Motorists were not allowed in or out of the university as the protest continued. Classes were being disrupted as students walked through corridors and banged on doors getting students to join in on the official protest that started at noon.

Students protested around the entire campus moving from the entrances to the lecture halls, to the Wits student centre –Matrix and to Senate House. The students said that it was not fair that the fees were increasing and that most students would not be able to afford it.

The Wits University fees are set to increase by 10.5% for overall fees, 6% for upfront payment fees, 9.4% for residence fees and 10.7% for international students.

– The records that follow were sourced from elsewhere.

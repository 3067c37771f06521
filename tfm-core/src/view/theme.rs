//! src/view/theme.rs
//! ============================================================================
//! # Catppuccin Mocha Theme Color Palette
//!
//! Color constants for the Catppuccin Mocha theme and the styles built from
//! them. Colors are from the official Catppuccin theme specification:
//! https://github.com/catppuccin/catppuccin

use ratatui::style::{Color, Modifier, Style};
use tracing::{debug, instrument};

use crate::model::ui_state::NotificationLevel;

/// Initialize theme colors - logs color palette information
#[instrument(level = "debug")]
pub fn init_theme() {
    debug!("Initializing Catppuccin Mocha theme");
    debug!("Background: {:?}", BACKGROUND);
    debug!("Foreground: {:?}", FOREGROUND);
    debug!("Current line: {:?}", CURRENT_LINE);
}

pub const BACKGROUND: Color = Color::Rgb(30, 30, 46); // Base
pub const CURRENT_LINE: Color = Color::Rgb(69, 71, 90); // Surface1
pub const FOREGROUND: Color = Color::Rgb(205, 214, 244); // Text
pub const COMMENT: Color = Color::Rgb(127, 132, 156); // Overlay1
pub const CYAN: Color = Color::Rgb(137, 220, 235); // Sky
pub const GREEN: Color = Color::Rgb(166, 227, 161); // Green
pub const ORANGE: Color = Color::Rgb(250, 179, 135); // Peach
pub const PINK: Color = Color::Rgb(245, 194, 231); // Pink
pub const PURPLE: Color = Color::Rgb(203, 166, 247); // Mauve
pub const RED: Color = Color::Rgb(243, 139, 168); // Red
pub const YELLOW: Color = Color::Rgb(249, 226, 175); // Yellow

pub fn panel_style() -> Style {
    Style::default().bg(BACKGROUND).fg(FOREGROUND)
}

/// Border of a panel; the focused one stands out.
pub fn border_style(active: bool) -> Style {
    if active {
        Style::default().fg(PURPLE).add_modifier(Modifier::BOLD)
    } else {
        Style::default().fg(COMMENT)
    }
}

pub fn title_style(active: bool) -> Style {
    if active {
        Style::default().fg(PURPLE).add_modifier(Modifier::BOLD)
    } else {
        Style::default().fg(COMMENT)
    }
}

/// Selected row. Inactive panels keep a dimmer marker.
pub fn highlight_style(active: bool) -> Style {
    if active {
        Style::default().bg(CURRENT_LINE).add_modifier(Modifier::BOLD)
    } else {
        Style::default().bg(CURRENT_LINE)
    }
}

pub fn directory_style() -> Style {
    Style::default().fg(CYAN)
}

pub fn executable_style() -> Style {
    Style::default().fg(GREEN)
}

pub fn hidden_style() -> Style {
    Style::default().fg(COMMENT)
}

pub fn label_style() -> Style {
    Style::default().fg(YELLOW)
}

pub fn hint_style() -> Style {
    Style::default().fg(COMMENT)
}

pub fn hot_key_style() -> Style {
    Style::default().fg(ORANGE).add_modifier(Modifier::BOLD)
}

pub fn mounted_style() -> Style {
    Style::default().fg(GREEN)
}

pub fn clipboard_copy_style() -> Style {
    Style::default().fg(GREEN)
}

pub fn clipboard_move_style() -> Style {
    Style::default().fg(ORANGE)
}

pub fn notification_style(level: NotificationLevel) -> Style {
    let fg = match level {
        NotificationLevel::Info => CYAN,
        NotificationLevel::Success => GREEN,
        NotificationLevel::Warning => YELLOW,
        NotificationLevel::Error => RED,
    };
    Style::default().fg(fg).add_modifier(Modifier::BOLD)
}

pub fn button_style() -> Style {
    Style::default().fg(PINK).add_modifier(Modifier::BOLD)
}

Brian Nkosi, a BSc second year student, said he did not know where he would get the money from. “I already pay R50 000 so by next year I’ll be paying close to R60 000. I live in res and that will go up by 9.5% that can’t work for me as a student,” he said.

By noon hundreds of students had gathered in the enrolment centre to air their grievances. The students claimed that their vice chancellor Adam Habib had turned the institution into a business.

“We are fighting against a system that is brutal. This is not a protest this is a complete shut down,” Mcebo Dlamini, former Wits SRC member said.

Wits SRC president Nompendulo Mkhatshwa said they had been fighting the fees fight for years and were now tired of it.

“This is our institution and it is important that we stand together and fight,” she said.

Twitter was abuzz with the hashtags #WitsFeesMustFall and #WitsShutDown.

Some tweeters were complaining about not being able to move around campus or get to class. Others were supportive of the protest calling it an amazing movement.